Gartner asks… What’s your company’s “Personality Type”?
One familiar pastime for any of us who have drifted into the tiny hours with work friends and clients, and have run through the litany of pictures of my cat, Jerry, is this: A discussion of personality type.
We all know the MMPI, loosely based on Jungian archetypes, that plots us victims along four sliding dimensions from introvert to extravert, thinking to feeling, etc.
There is also a large squad of inventories that classify us based on workplace style. Different from more general (what we could call, “civilian”) inventories, these profilers are specifically intended to categorise us as workers, employees, managers — all of our corporate roles.
The implication of course is that our workplace “self” is not identical to our larger “self” — which, itself, may not be our true “self.” (But this final distinction belongs to the theologians.)
In conjunction with our research into the digital workplace, Gartner has been exploring a fascinating hypothesis:
• What if each company itself has a personality type that can be measured?
In other words, in the same way you might tend to be a dominant and blunt action-oriented yapper — and I might be an accommodating task-oriented perfectionist — perhaps it’s true that companies themselves exhibit similar, collective personality types.

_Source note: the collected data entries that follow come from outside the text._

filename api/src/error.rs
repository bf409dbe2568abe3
use axum::http::{header, StatusCode};
use axum::response::{IntoResponse, Response};
use axum::Json;
use backswap_engine::ComposeError;
use serde_json::json;
use tracing::error;

use crate::store::StoreError;

#[derive(Debug, thiserror::Error)]
pub enum ApiError {
    #[error(transparent)]
    Compose(#[from] ComposeError),
    #[error("server busy: all {0} composition slots are in use")]
    Busy(usize),
    #[error("image not found: {0}")]
    NotFound(String),
    #[error("upload rejected: {0}")]
    Upload(String),
    #[error("catalog error: {0}")]
    Catalog(#[from] rusqlite::Error),
    #[error(transparent)]
    Storage(#[from] StoreError),
    #[error("background task failed: {0}")]
    Join(#[from] tokio::task::JoinError),
}

impl ApiError {
    pub fn status(&self) -> StatusCode {
        match self {
            ApiError::Compose(ComposeError::NotFound(_)) | ApiError::NotFound(_) => {
                StatusCode::NOT_FOUND
            }
            ApiError::Compose(e) if e.is_client_error() => StatusCode::BAD_REQUEST,
            ApiError::Compose(_) => StatusCode::INTERNAL_SERVER_ERROR,
            ApiError::Busy(_) => StatusCode::SERVICE_UNAVAILABLE,
            ApiError::Upload(_) => StatusCode::BAD_REQUEST,
            ApiError::Storage(StoreError::InvalidId(_)) => StatusCode::NOT_FOUND,
            ApiError::Catalog(_) | ApiError::Storage(_) | ApiError::Join(_) => {
                StatusCode::INTERNAL_SERVER_ERROR
            }
        }
    }
}

impl IntoResponse for ApiError {
    fn into_response(self) -> Response {
        let status = self.status();
        if status.is_server_error() && status != StatusCode::SERVICE_UNAVAILABLE {
            error!(error = %self, "request failed");
        }
        let body = Json(json!({ "error": self.to_string() }));
        match self {
            ApiError::Busy(_) => (status, [(header::RETRY_AFTER, "1")], body).into_response(),
            _ => (status, body).into_response(),
        }
    }
}

#[cfg(test)]
mod tests {
    use super::*;
    use backswap_engine::ImageMeta;

    #[test]
    fn compose_errors_map_to_client_or_server() {
        let mismatch = ApiError::from(ComposeError::DimensionMismatch {
            front: ImageMeta::new(1, 1),
            back: ImageMeta::new(2, 2),
        });
        assert_eq!(mismatch.status(), StatusCode::BAD_REQUEST);
        assert_eq!(
            ApiError::from(ComposeError::InvalidThreshold(-1.0)).status(),
            StatusCode::BAD_REQUEST
        );
        assert_eq!(
            ApiError::from(ComposeError::NotFound("x".into())).status(),
            StatusCode::NOT_FOUND
        );
        assert_eq!(
            ApiError::from(ComposeError::decode("bad")).status(),
            StatusCode::INTERNAL_SERVER_ERROR
        );
    }

    #[test]
    fn busy_sets_retry_after() {
        let resp = ApiError::Busy(4).into_response();
        assert_eq!(resp.status(), StatusCode::SERVICE_UNAVAILABLE);
        assert_eq!(resp.headers()[header::RETRY_AFTER], "1");
    }

    #[test]
    fn invalid_store_id_is_not_found() {
        let err = ApiError::from(StoreError::InvalidId("../x".into()));
        assert_eq!(err.status(), StatusCode::NOT_FOUND);
    }
}
use std::fmt;

use crate::error::{ComposeError, ComposeResult};

/// Width and height as declared by a catalog entry or an image header.
#[derive(Debug, Clone, Copy, PartialEq, Eq)]
pub struct ImageMeta {
    pub width: u32,
    pub height: u32,
}

impl ImageMeta {
    pub const fn new(width: u32, height: u32) -> Self {
        Self { width, height }
    }

    /// Bytes in one RGBA8 row.
    pub fn row_bytes(&self) -> usize {
        self.width as usize * crate::pixel::BYTES_PER_PIXEL
    }
}

impl fmt::Display for ImageMeta {
    fn fmt(&self, f: &mut fmt::Formatter<'_>) -> fmt::Result {
        write!(f, "{}x{}", self.width, self.height)
    }
}

/// Fails with `DimensionMismatch` unless both sizes agree exactly.
pub fn validate(front: &ImageMeta, back: &ImageMeta) -> ComposeResult<()> {
    if front != back {
        return Err(ComposeError::DimensionMismatch {
            front: *front,
            back: *back,
        });
    }
    Ok(())
}

#[cfg(test)]
mod tests {
    use super::*;

    #[test]
    fn equal_sizes_pass() {
        assert!(validate(&ImageMeta::new(640, 480), &ImageMeta::new(640, 480)).is_ok());
    }

    #[test]
    fn width_only_difference_fails() {
        let err = validate(&ImageMeta::new(640, 480), &ImageMeta::new(641, 480)).unwrap_err();
        assert!(matches!(err, ComposeError::DimensionMismatch { .. }));
    }

    #[test]
    fn height_only_difference_fails() {
        let err = validate(&ImageMeta::new(640, 480), &ImageMeta::new(640, 479)).unwrap_err();
        assert!(matches!(err, ComposeError::DimensionMismatch { .. }));
    }

    #[test]
    fn row_bytes_is_rgba() {
        assert_eq!(ImageMeta::new(3, 1).row_bytes(), 12);
    }
}
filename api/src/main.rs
mod catalog;
mod error;
mod store;

use std::io::Cursor;
use std::path::{Path, PathBuf};
use std::sync::Arc;
use std::time::Duration;

use axum::body::Body;
use axum::extract::{DefaultBodyLimit, Multipart, Path as AxumPath, Query, State};
use axum::http::header;
use axum::response::{IntoResponse, Response};
use axum::routing::{get, post};
use axum::{Json, Router};
use backswap_common::config::{ComposeConfig, Config};
use backswap_engine::{
    compose, ComposeError, CompositeRequest, ImageMeta, ImageSource, KeyColor, PipelineContext,
};
use futures_util::StreamExt;
use image::{ImageFormat, ImageReader};
use serde::Deserialize;
use serde_json::{json, Value};
use tokio::sync::{OwnedSemaphorePermit, Semaphore};
use tower_http::trace::TraceLayer;
use tracing::{info, warn};

use catalog::{Catalog, ImageRecord};
use error::ApiError;
use store::{generate_id, ImageStore};

// ---------------------------------------------------------------------------
// App state
// ---------------------------------------------------------------------------

struct AppState {
    catalog: Arc<Catalog>,
    store: Arc<ImageStore>,
    pipeline: PipelineContext,
    /// One permit per composition allowed to stream concurrently.
    compose_slots: Arc<Semaphore>,
    max_concurrent: usize,
    queue_timeout: Duration,
}

impl AppState {
    fn new(catalog: Catalog, store: ImageStore, compose: &ComposeConfig) -> Self {
        Self {
            catalog: Arc::new(catalog),
            store: Arc::new(store),
            pipeline: PipelineContext {
                row_queue_depth: compose.row_queue_depth,
                chunk_queue_depth: compose.chunk_queue_depth,
                chunk_size: compose.chunk_size,
            },
            compose_slots: Arc::new(Semaphore::new(compose.max_concurrent)),
            max_concurrent: compose.max_concurrent,
            queue_timeout: Duration::from_millis(compose.queue_timeout_ms),
        }
    }

    /// Take a composition slot, waiting at most `queue_timeout`.
    async fn acquire_slot(&self) -> Result<OwnedSemaphorePermit, ApiError> {
        let slots = Arc::clone(&self.compose_slots);
        if self.queue_timeout.is_zero() {
            return slots
                .try_acquire_owned()
                .map_err(|_| ApiError::Busy(self.max_concurrent));
        }
        match tokio::time::timeout(self.queue_timeout, slots.acquire_owned()).await {
            Ok(Ok(permit)) => Ok(permit),
            _ => Err(ApiError::Busy(self.max_concurrent)),
        }
    }
}

// ---------------------------------------------------------------------------
// Request parsing
// ---------------------------------------------------------------------------

#[derive(Debug, Deserialize)]
struct MergeQuery {
    front: Option<String>,
    back: Option<String>,
    color: Option<String>,
    threshold: Option<String>,
}

#[derive(Debug)]
struct MergeParams {
    front: String,
    back: String,
    keys: Vec<KeyColor>,
    threshold: f64,
}

fn required(value: Option<String>, name: &str) -> Result<String, ComposeError> {
    match value {
        Some(v) if !v.trim().is_empty() => Ok(v.trim().to_string()),
        _ => Err(ComposeError::invalid_request(format!("missing query parameter {name:?}"))),
    }
}

fn parse_merge(q: MergeQuery) -> Result<MergeParams, ComposeError> {
    let front = required(q.front, "front")?;
    let back = required(q.back, "back")?;
    let keys = KeyColor::parse_list(&required(q.color, "color")?)?;
    let raw = required(q.threshold, "threshold")?;
    let threshold = raw
        .parse::<f64>()
        .map_err(|_| ComposeError::invalid_request(format!("threshold {raw:?} is not a number")))?;
    Ok(MergeParams {
        front,
        back,
        keys,
        threshold,
    })
}

/// Check an upload is a PNG or JPEG and read its size from the header.
fn inspect_upload(bytes: &[u8]) -> Result<(&'static str, u32, u32), ApiError> {
    let reader = ImageReader::new(Cursor::new(bytes))
        .with_guessed_format()
        .map_err(|e| ApiError::Upload(e.to_string()))?;
    let format = match reader.format() {
        Some(ImageFormat::Png) => "png",
        Some(ImageFormat::Jpeg) => "jpeg",
        Some(other) => {
            return Err(ApiError::Upload(format!(
                "{other:?} images are not supported, use PNG or JPEG"
            )))
        }
        None => return Err(ApiError::Upload("not a recognised image".into())),
    };
    let (width, height) = reader
        .into_dimensions()
        .map_err(|e| ApiError::Upload(format!("unreadable image header: {e}")))?;
    Ok((format, width, height))
}

/// Map a catalog id to an opened byte stream plus declared size.
fn resolve(catalog: &Catalog, store: &ImageStore, id: &str) -> Result<ImageSource, ApiError> {
    let record = catalog
        .get(id)?
        .ok_or_else(|| ComposeError::NotFound(id.to_string()))?;
    let file = store.open_file(&record.id)?;
    Ok(ImageSource::new(
        record.id,
        file,
        ImageMeta::new(record.width, record.height),
    ))
}

// ---------------------------------------------------------------------------
// Handlers
// ---------------------------------------------------------------------------

/// POST /upload: multipart field "image", PNG or JPEG
async fn upload(
    State(state): State<Arc<AppState>>,
    mut multipart: Multipart,
) -> Result<Json<Value>, ApiError> {
    let mut upload = None;
    while let Some(field) = multipart
        .next_field()
        .await
        .map_err(|e| ApiError::Upload(e.to_string()))?
    {
        if field.name() != Some("image") {
            continue;
        }
        let original_name = field.file_name().unwrap_or("upload").to_string();
        let data = field
            .bytes()
            .await
            .map_err(|e| ApiError::Upload(e.to_string()))?;
        upload = Some((original_name, data));
        break;
    }

    let (original_name, data) =
        upload.ok_or_else(|| ApiError::Upload("multipart field \"image\" is missing".into()))?;
    let (format, width, height) = inspect_upload(&data)?;

    let record = ImageRecord {
        id: generate_id(),
        original_name,
        size: data.len() as u64,
        width,
        height,
        format: format.to_string(),
        created_at: chrono::Utc::now().timestamp_millis(),
    };

    let st = Arc::clone(&state);
    let rec = record.clone();
    tokio::task::spawn_blocking(move || -> Result<(), ApiError> {
        st.store.put(&rec.id, &data)?;
        if let Err(e) = st.catalog.insert(&rec) {
            if let Err(cleanup) = st.store.remove(&rec.id) {
                warn!(id = %rec.id, error = %cleanup, "failed to remove orphaned upload");
            }
            return Err(e.into());
        }
        Ok(())
    })
    .await??;

    info!(id = %record.id, format, width, height, size = record.size, "image uploaded");
    Ok(Json(json!({ "id": record.id })))
}

/// GET /list: all uploaded images, newest first
async fn list_images(State(state): State<Arc<AppState>>) -> Result<Json<Vec<ImageRecord>>, ApiError> {
    let catalog = Arc::clone(&state.catalog);
    let records = tokio::task::spawn_blocking(move || catalog.list()).await??;
    Ok(Json(records))
}

/// GET /image/:id: stored bytes as an attachment
async fn download_image(
    State(state): State<Arc<AppState>>,
    AxumPath(id): AxumPath<String>,
) -> Result<Response, ApiError> {
    let st = Arc::clone(&state);
    let (record, bytes) = tokio::task::spawn_blocking(move || -> Result<_, ApiError> {
        let record = st
            .catalog
            .get(&id)?
            .ok_or_else(|| ApiError::NotFound(id.clone()))?;
        let bytes = st.store.read(&record.id)?;
        Ok((record, bytes))
    })
    .await??;

    let ext = if record.format == "png" { "png" } else { "jpg" };
    let headers = [
        (header::CONTENT_TYPE, record.content_type().to_string()),
        (
            header::CONTENT_DISPOSITION,
            format!("attachment; filename=\"{}.{ext}\"", record.id),
        ),
    ];
    Ok((headers, bytes).into_response())
}

/// DELETE /image/:id
async fn delete_image(
    State(state): State<Arc<AppState>>,
    AxumPath(id): AxumPath<String>,
) -> Result<Json<Value>, ApiError> {
    let st = Arc::clone(&state);
    let target = id.clone();
    tokio::task::spawn_blocking(move || -> Result<(), ApiError> {
        if !st.catalog.delete(&target)? {
            return Err(ApiError::NotFound(target));
        }
        if !st.store.remove(&target)? {
            warn!(id = %target, "catalog entry had no stored file");
        }
        Ok(())
    })
    .await??;

    info!(id = %id, "image deleted");
    Ok(Json(json!({ "id": id })))
}

/// GET /merge?front=&back=&color=r,g,b[,r,g,b...]&threshold=: composited PNG stream
async fn merge(
    State(state): State<Arc<AppState>>,
    Query(q): Query<MergeQuery>,
) -> Result<Response, ApiError> {
    let params = parse_merge(q)?;
    let permit = state.acquire_slot().await?;

    let catalog = Arc::clone(&state.catalog);
    let store = Arc::clone(&state.store);
    let (front_id, back_id) = (params.front.clone(), params.back.clone());
    let (front, back) = tokio::task::spawn_blocking(move || -> Result<_, ApiError> {
        Ok((
            resolve(&catalog, &store, &front_id)?,
            resolve(&catalog, &store, &back_id)?,
        ))
    })
    .await??;

    let request = CompositeRequest {
        front,
        back,
        keys: params.keys,
        threshold: params.threshold,
    };
    let composed = compose(&state.pipeline, request).await?;
    let content_type = composed.content_type();

    // The slot stays taken until the body is fully sent or dropped.
    let body = composed.into_stream().map(move |chunk| {
        let _slot = &permit;
        chunk
    });
    Ok(([(header::CONTENT_TYPE, content_type)], Body::from_stream(body)).into_response())
}

// ---------------------------------------------------------------------------
// Main
// ---------------------------------------------------------------------------

fn router(state: Arc<AppState>, max_upload_bytes: usize) -> Router {
    Router::new()
        .route("/upload", post(upload))
        .route("/list", get(list_images))
        .route("/image/:id", get(download_image).delete(delete_image))
        .route("/merge", get(merge))
        .layer(DefaultBodyLimit::max(max_upload_bytes))
        .layer(TraceLayer::new_for_http())
        .with_state(state)
}

#[tokio::main]
async fn main() {
    let config_path = std::env::args()
        .nth(1)
        .map(PathBuf::from)
        .unwrap_or_else(|| PathBuf::from("config.toml"));

    let config = match Config::load(&config_path) {
        Ok(c) => c,
        Err(e) => {
            eprintln!("Failed to load config from {}: {e}", config_path.display());
            std::process::exit(1);
        }
    };

    tracing_subscriber::fmt()
        .with_env_filter(
            tracing_subscriber::EnvFilter::try_from_default_env()
                .unwrap_or_else(|_| config.logging.level.parse().unwrap_or_default()),
        )
        .init();

    let catalog = match Catalog::open(Path::new(&config.storage.catalog_path)) {
        Ok(c) => c,
        Err(e) => {
            eprintln!("Failed to open catalog {}: {e}", config.storage.catalog_path);
            std::process::exit(1);
        }
    };
    let store = match ImageStore::open(Path::new(&config.storage.image_dir)) {
        Ok(s) => s,
        Err(e) => {
            eprintln!("Failed to open image dir {}: {e}", config.storage.image_dir);
            std::process::exit(1);
        }
    };

    let state = Arc::new(AppState::new(catalog, store, &config.compose));
    let app = router(state, config.server.max_upload_bytes);

    let addr = format!("0.0.0.0:{}", config.server.port);
    info!(
        %addr,
        max_concurrent = config.compose.max_concurrent,
        queue_timeout_ms = config.compose.queue_timeout_ms,
        "backswap API server starting"
    );

    let listener = tokio::net::TcpListener::bind(&addr).await.unwrap_or_else(|e| {
        eprintln!("Failed to bind to {addr}: {e}");
        std::process::exit(1);
    });
    if let Err(e) = axum::serve(listener, app).await {
        eprintln!("Server error: {e}");
        std::process::exit(1);
    }
}
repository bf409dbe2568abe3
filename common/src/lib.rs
pub mod config;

Don’t believe me? Let me lay out some adjectives, and see if you can’t immediately think of companies you know — large and small, national and around the corner — who fit the bill:
• Rude, pushy, aggressive, always closing
• Really positive, rah-rah, outgoing, almost culty
• Status quo, stately, calm, respectable, risk-averse
• Nerdy, data-oriented, socially awkward, quiet
Forget people for a minute — we can all think of dozens of people in each of these categories.
What about companies themselves? I have no trouble coming up with brands, even national brands, who align. Where would you put Microsoft? What about Google?
Remember that companies are simply groups of people. There needs to be a cult of coherence to any organisation, and often it is affected either by the personality of the founder or its approach to business.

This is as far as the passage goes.